When starting at midnight I think 23 or 24 could be considered the correct answer, depending on how one defines “pass”. On a 24 hour clock, if we start at 00:00 both of the hands are aligned, pointing straight up. At 00:01 the minute hand has moved beyond the hour hand. Is that a “pass”? In my mind it is, just as a quick runner could be said to have passed their opponent right out of the gate. The minute hand then passes the hour hand 23 additional times - 1:01 through 23:01, inclusive. The time period expires at 24:00, when the hands are once more aligned. Starting with the hands aligned and calling the first movement a “pass” means 24 passes per day. If pass is strictly defined as “moving from behind to ahead” it would be 23.

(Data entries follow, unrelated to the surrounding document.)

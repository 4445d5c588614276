pub mod delegated;
pub mod enrich;
pub mod patterns;
pub mod source;
pub mod traits;

pub use delegated::LlmExtractor;
pub use patterns::PatternExtractor;
pub use source::ListingSource;
pub use traits::{ContentSource, ListingExtractor};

That start time (or any where the hands do not start in alignment) would result in 23 passes. Starting the 24 hours at 00:05 means that the minute hand will not pass the hour hand the first time until 01:06. Twenty-two additional passes will occur - 02: 06 through 23:06, inclusive.

My first instinct was “60 times” but knowing how awful at math I am, I knew it was wrong. I don’t understand *why *it’s wrong, I just knew it was to obvious to be the correct answer.

It’s wrong because the minute hand and hour hand use different scales on the circle. The minute hand passes 60 increments in a single revolution. The hour hand passes only 12 increments in a single revolution. If the hour hand used the same scale, it would indeed be a 60x difference, but it would take 2 and a half days for the hour hand to make a full revolution.

I knew it takes one hour for the hour hand to move between the numbers which covers 5 minutes for the big hand, so it must by 60/5, but I’m bad at math so I worked it out a little more before answering.

I stand proudly when I say I got it 100% wrong.

However, I love math, am good at math, and use math on a daily basis.

I’m just an idiot… who answers before she thinks sometimes.

It’s a great question, though.

Nope. either 22 or 23, but certainly not 24.

No, 22.

The hands will cross at approximately the following times, give or take a minute
1.05, 2.11, 3.16, 4.22, 5.27, 6.32, 7.38, 8.43, 9.48, 10.54, 12.00

That’s 11 times every 12 hours, or 22 per day.

Try it for yourself if you don’t believe me. Get an old watch, wind the hands forward 24 hours, and count how many times the hands cross.